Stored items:
"""

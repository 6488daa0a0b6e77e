//! Phase Scheduling
//!
//! Spreads the horizon-wide allocation over weeks. Each week belongs to a
//! preparation phase determined by progress `week / total_weeks`:
//!
//! | progress | phase         |
//! |----------|---------------|
//! | ≤ 0.2    | foundation    |
//! | ≤ 0.4    | building      |
//! | ≤ 0.7    | reinforcement |
//! | ≤ 0.9    | peak          |
//! | > 0.9    | taper         |
//!
//! Weekly hours are the uniform average `total / weeks`, boosted ×1.3 for weak
//! topics in foundation and damped ×0.7 for strong topics in peak, then
//! greedily capped at the weekly budget in focus-area order.

use serde::{Deserialize, Serialize};

use crate::allocator::Allocation;
use crate::sanitize::unit_interval;
use crate::types::{
    FocusArea, MasteryProjection, Phase, PhaseWeights, SessionMix, StudySplit, TopicAllocation,
    EPSILON, MASTERY_LEARNING_RATE, MAX_MASTERY,
};

const FOUNDATION_BOOST: f64 = 1.3;
const FOUNDATION_WEAK_MASTERY: f64 = 0.3;
const PEAK_DAMPING: f64 = 0.7;
const PEAK_STRONG_MASTERY: f64 = 0.7;

/// Phase of `week` (1-based) within `total_weeks`
pub fn phase_for(week: u32, total_weeks: u32) -> Phase {
    let progress = if total_weeks == 0 {
        1.0
    } else {
        week as f64 / total_weeks as f64
    };

    if progress <= 0.2 {
        Phase::Foundation
    } else if progress <= 0.4 {
        Phase::Building
    } else if progress <= 0.7 {
        Phase::Reinforcement
    } else if progress <= 0.9 {
        Phase::Peak
    } else {
        Phase::Taper
    }
}

pub fn phase_weights(phase: Phase) -> PhaseWeights {
    let (concept, practice, review) = match phase {
        Phase::Foundation => (0.6, 0.3, 0.1),
        Phase::Building => (0.4, 0.45, 0.15),
        Phase::Reinforcement => (0.3, 0.5, 0.2),
        Phase::Peak => (0.15, 0.6, 0.25),
        Phase::Taper => (0.1, 0.5, 0.4),
    };
    PhaseWeights {
        concept,
        practice,
        review,
    }
}

pub fn session_mix(phase: Phase) -> SessionMix {
    let (adaptive, targeted, mixed, timed) = match phase {
        Phase::Foundation => (0.5, 0.3, 0.2, 0.0),
        Phase::Building => (0.4, 0.3, 0.2, 0.1),
        Phase::Reinforcement => (0.3, 0.3, 0.2, 0.2),
        Phase::Peak => (0.2, 0.2, 0.2, 0.4),
        Phase::Taper => (0.2, 0.1, 0.3, 0.4),
    };
    SessionMix {
        adaptive,
        targeted,
        mixed,
        timed,
    }
}

/// Projected mastery after `hours` of study; non-decreasing in `hours`, never above 0.95
pub fn predict_mastery(current: f64, hours: f64) -> f64 {
    let hours = hours.max(0.0);
    let gained = (MAX_MASTERY - current) * (1.0 - (-MASTERY_LEARNING_RATE * hours).exp());
    (current + gained).min(MAX_MASTERY)
}

/// Topic study hours for one week, before sessions are attached
#[derive(Debug, Clone, PartialEq, Serialize, Deserialize)]
#[serde(rename_all = "camelCase")]
pub struct WeekBreakdown {
    pub week_number: u32,
    pub phase: Phase,
    pub topics: Vec<TopicAllocation>,
}

pub struct PhaseScheduler;

impl PhaseScheduler {
    pub fn schedule(
        areas: &[FocusArea],
        allocation: &Allocation,
        total_weeks: u32,
        hours_per_week: u32,
    ) -> Vec<WeekBreakdown> {
        (1..=total_weeks)
            .map(|week| Self::schedule_week(areas, allocation, week, total_weeks, hours_per_week))
            .collect()
    }

    fn schedule_week(
        areas: &[FocusArea],
        allocation: &Allocation,
        week: u32,
        total_weeks: u32,
        hours_per_week: u32,
    ) -> WeekBreakdown {
        let phase = phase_for(week, total_weeks);
        let weights = phase_weights(phase);
        let progress = week as f64 / total_weeks.max(1) as f64;
        let mut remaining = hours_per_week as f64;
        let mut topics = Vec::new();

        for area in areas {
            let total = allocation.hours_for(&area.topic_id);
            if total == 0 {
                continue;
            }

            let mut hours = total as f64 / total_weeks.max(1) as f64;
            if phase == Phase::Foundation && area.current_mastery < FOUNDATION_WEAK_MASTERY {
                hours *= FOUNDATION_BOOST;
            }
            if phase == Phase::Peak && area.current_mastery > PEAK_STRONG_MASTERY {
                hours *= PEAK_DAMPING;
            }

            let hours = hours.min(remaining);
            if hours <= EPSILON {
                continue;
            }
            remaining -= hours;

            let priority = unit_interval(
                0.3 * (1.0 - progress) + 0.4 * area.gap() + 0.3 * area.improvement_potential,
            );

            topics.push(TopicAllocation {
                topic_id: area.topic_id.clone(),
                hours,
                priority,
                mastery: MasteryProjection {
                    current: area.current_mastery,
                    target: area.target_mastery,
                    expected: predict_mastery(area.current_mastery, hours),
                },
                split: StudySplit {
                    concept: hours * weights.concept,
                    practice: hours * weights.practice,
                    review: hours * weights.review,
                },
            });
        }

        WeekBreakdown {
            week_number: week,
            phase,
            topics,
        }
    }
}

#[cfg(test)]
mod tests {
    use super::*;
    use crate::types::Strategy;
    use std::collections::BTreeMap;

    fn area(id: &str, current: f64, target: f64, potential: f64) -> FocusArea {
        FocusArea {
            topic_id: id.to_string(),
            topic_name: id.to_string(),
            current_mastery: current,
            target_mastery: target,
            improvement_potential: potential,
            time_required: (target - current) * 50.0,
            strategy: Strategy::Focused,
        }
    }

    fn allocation(entries: &[(&str, u32)]) -> Allocation {
        Allocation {
            hours: entries
                .iter()
                .map(|(k, v)| (k.to_string(), *v))
                .collect::<BTreeMap<_, _>>(),
            total_improvement: 0.0,
        }
    }

    #[test]
    fn test_phase_boundaries() {
        assert_eq!(phase_for(2, 10), Phase::Foundation);
        assert_eq!(phase_for(3, 10), Phase::Building);
        assert_eq!(phase_for(4, 10), Phase::Building);
        assert_eq!(phase_for(7, 10), Phase::Reinforcement);
        assert_eq!(phase_for(9, 10), Phase::Peak);
        assert_eq!(phase_for(10, 10), Phase::Taper);
    }

    #[test]
    fn test_weights_sum_to_one() {
        for phase in [
            Phase::Foundation,
            Phase::Building,
            Phase::Reinforcement,
            Phase::Peak,
            Phase::Taper,
        ] {
            let w = phase_weights(phase);
            assert!((w.concept + w.practice + w.review - 1.0).abs() < 1e-9);
            let m = session_mix(phase);
            assert!((m.adaptive + m.targeted + m.mixed + m.timed - 1.0).abs() < 1e-9);
        }
        assert!(phase_weights(Phase::Foundation).concept > phase_weights(Phase::Peak).concept);
    }

    #[test]
    fn test_predict_mastery_bounds() {
        assert_eq!(predict_mastery(0.3, 0.0), 0.3);
        assert!(predict_mastery(0.3, 10.0) > 0.3);
        assert!(predict_mastery(0.3, 1e6) <= MAX_MASTERY);
        assert_eq!(predict_mastery(0.99, 5.0), MAX_MASTERY);
    }

    #[test]
    fn test_uniform_spread() {
        let areas = vec![area("Algebra", 0.5, 0.7, 0.2)];
        let weeks = PhaseScheduler::schedule(&areas, &allocation(&[("Algebra", 20)]), 10, 10);
        assert_eq!(weeks.len(), 10);
        assert!((weeks[4].topics[0].hours - 2.0).abs() < 1e-9);
    }

    #[test]
    fn test_foundation_boost_for_weak_topics() {
        let areas = vec![area("Algebra", 0.2, 0.5, 0.3)];
        let weeks = PhaseScheduler::schedule(&areas, &allocation(&[("Algebra", 20)]), 10, 10);
        assert!((weeks[0].topics[0].hours - 2.6).abs() < 1e-9);
        assert!((weeks[4].topics[0].hours - 2.0).abs() < 1e-9);
    }

    #[test]
    fn test_peak_damping_for_strong_topics() {
        let areas = vec![area("Logic", 0.75, 0.95, 0.2)];
        let weeks = PhaseScheduler::schedule(&areas, &allocation(&[("Logic", 20)]), 10, 10);
        assert_eq!(weeks[8].phase, Phase::Peak);
        assert!((weeks[8].topics[0].hours - 1.4).abs() < 1e-9);
    }

    #[test]
    fn test_weekly_cap_is_greedy() {
        let areas = vec![
            area("A", 0.5, 0.7, 0.4),
            area("B", 0.5, 0.7, 0.3),
            area("C", 0.5, 0.7, 0.2),
        ];
        let hours = allocation(&[("A", 24), ("B", 24), ("C", 24)]);
        let weeks = PhaseScheduler::schedule(&areas, &hours, 4, 10);
        for week in &weeks {
            let sum: f64 = week.topics.iter().map(|t| t.hours).sum();
            assert!(sum <= 10.0 + 1e-9);
            assert_eq!(week.topics.len(), 2);
            assert!((week.topics[1].hours - 4.0).abs() < 1e-9);
            assert_eq!(week.topics[1].topic_id, "B");
        }
    }

    #[test]
    fn test_priority_decreases_over_time() {
        let areas = vec![area("Algebra", 0.5, 0.7, 0.2)];
        let weeks = PhaseScheduler::schedule(&areas, &allocation(&[("Algebra", 20)]), 10, 10);
        assert!(weeks[0].topics[0].priority > weeks[9].topics[0].priority);
        let expected = 0.3 * 0.9 + 0.4 * 0.2 + 0.3 * 0.2;
        assert!((weeks[0].topics[0].priority - expected).abs() < 1e-9);
    }

    #[test]
    fn test_unallocated_topics_skipped() {
        let areas = vec![area("A", 0.5, 0.7, 0.2), area("B", 0.5, 0.7, 0.1)];
        let weeks = PhaseScheduler::schedule(&areas, &allocation(&[("A", 10)]), 5, 10);
        assert!(weeks.iter().all(|w| w.topics.iter().all(|t| t.topic_id == "A")));
    }

    #[test]
    fn test_split_matches_phase_weights() {
        let areas = vec![area("Algebra", 0.5, 0.7, 0.2)];
        let weeks = PhaseScheduler::schedule(&areas, &allocation(&[("Algebra", 20)]), 10, 10);
        let t = &weeks[0].topics[0];
        assert!((t.split.concept - t.hours * 0.6).abs() < 1e-9);
        assert!((t.split.concept + t.split.practice + t.split.review - t.hours).abs() < 1e-9);
    }
}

"""

Your task: Counting only lines with the word "review" in them, say how many there are in the entries above, with no other words.

Answer to the problem: 5